13.  La loi no 6352, intitulée « loi portant modification de diverses lois aux fins de l’optimisation de l’efficacité des services judiciaires et de la suspension des procès et des peines imposées dans les affaires concernant les infractions commises par le biais de la presse et des médias », est entrée en vigueur le 5 juillet 2012. Elle prévoit en son article 1 provisoire, alinéas 1 c) et 3, qu’il sera sursis pendant une période de trois ans à l’exécution de toute peine devenue définitive consistant en une amende ou en un emprisonnement inférieur à cinq ans infligée pour la commission d’une infraction réalisée par le biais de la presse, des médias ou d’autres moyens de communication de la pensée et de l’opinion, à la condition que l’infraction sanctionnée par une telle peine ait été commise avant le 31 décembre 2011.

EN DROIT

I.  SUR LA VIOLATION ALLÉGUÉE DE L’ARTICLE 10 DE LA CONVENTION

14.  Le requérant soutient que la procédure pénale diligentée contre lui s’analyse en une atteinte à son droit à la liberté d’expression tel que prévu par l’article 10 de la Convention.

A.  Sur la recevabilité

15.  Le Gouvernement soulève trois exceptions d’irrecevabilité concernant la qualité de victime du requérant, le défaut manifeste de fondement du grief de l’intéressé et le non-épuisement des voies de recours internes.

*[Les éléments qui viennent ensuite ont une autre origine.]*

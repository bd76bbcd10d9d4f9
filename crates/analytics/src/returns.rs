use crate::error::AnalyticsError;
use core_types::{NanPolicy, PriceSeries, ReturnPoint, ReturnSeries};
use rust_decimal::prelude::ToPrimitive;

/// Converts a price series into a daily simple-return series.
///
/// For index i >= 1, `r[i] = price[i] / price[i-1] - 1`. The first element has
/// no prior price: `NanPolicy::Drop` omits it (output length n-1),
/// `NanPolicy::Zero` keeps it at 0.0 (output length n).
pub fn to_returns(
    prices: &PriceSeries,
    policy: NanPolicy,
) -> Result<ReturnSeries, AnalyticsError> {
    if prices.len() < 2 {
        return Err(AnalyticsError::DegenerateSeries(prices.len()));
    }

    let points = prices.points();
    let mut out = Vec::with_capacity(points.len());

    if policy == NanPolicy::Zero {
        out.push(ReturnPoint {
            date: points[0].date,
            value: 0.0,
        });
    }

    for window in points.windows(2) {
        let prev = decimal_to_f64(window[0].price)?;
        let current = decimal_to_f64(window[1].price)?;
        out.push(ReturnPoint {
            date: window[1].date,
            value: current / prev - 1.0,
        });
    }

    ReturnSeries::new(out).map_err(|e| AnalyticsError::InternalError(e.to_string()))
}

fn decimal_to_f64(value: rust_decimal::Decimal) -> Result<f64, AnalyticsError> {
    value
        .to_f64()
        .ok_or_else(|| AnalyticsError::InternalError(format!("price {value} is not representable")))
}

16.  En ce qui concerne la première exception, il expose qu’une décision de sursis à l’exécution de la peine a été rendue à l’égard du requérant et que ce dernier n’a pas été placé en détention provisoire dans le cadre de la procédure pénale litigieuse. Il considère que, de ce fait, l’intéressé n’a subi aucun inconvénient et n’a connu aucun effet dissuasif en raison de cette procédure, et qu’il n’a donc pas la qualité de victime.

17.  Au sujet de l’exception relative au défaut manifeste de fondement du grief du requérant, le Gouvernement soutient que la procédure pénale qui a été engagée contre l’intéressé à la suite de la publication d’un article relatant les opinions de l’organisation PKK/KONGRA-GEL, lesquelles, selon lui, allaient à l’encontre du texte et de l’esprit de la Convention, n’a créé aucun effet dissuasif sur l’exercice par le requérant de son droit à la liberté d’expression et n’a constitué aucune ingérence dans l’exercice par lui de ce même droit.

18.  Relativement à l’exception de non-épuisement des voies de recours internes, le Gouvernement reproche au requérant de ne pas avoir introduit de recours individuel devant la Cour constitutionnelle après que la décision de sursis à l’exécution de la peine rendue par la cour d’assises en vertu de la loi n6352 lui a été notifiée. Il argue en outre que l’intéressé aurait encore pu introduire un recours individuel devant la Cour constitutionnelle pour présenter ses griefs relatifs à la procédure pénale litigieuse après que l’arrêt de la Cour de cassation du 14 janvier 2013 eut été rendu.

19.  Le requérant ne s’est pas prononcé sur ces exceptions.

20.  En ce qui concerne l’exception relative à la qualité de victime du requérant, la Cour estime que la mesure de sursis à l’exécution de la peine était inapte à prévenir ou réparer les conséquences de la procédure pénale directement subies par l’intéressé à raison de l’atteinte portée à sa liberté d’expression, même en l’absence d’un placement en détention provisoire (voir, mutatis mutandis, Aslı Güneş c. Turquie (déc.), no 53916/00, 13 mai 2004, Yaşar Kaplan c. Turquie, no 56566/00, §§ 32-33, 24 janvier 2006, et Ergündoğan c. Turquie, no 48979/10, § 17, 17 avril 2018). Il convient donc de rejeter cette exception.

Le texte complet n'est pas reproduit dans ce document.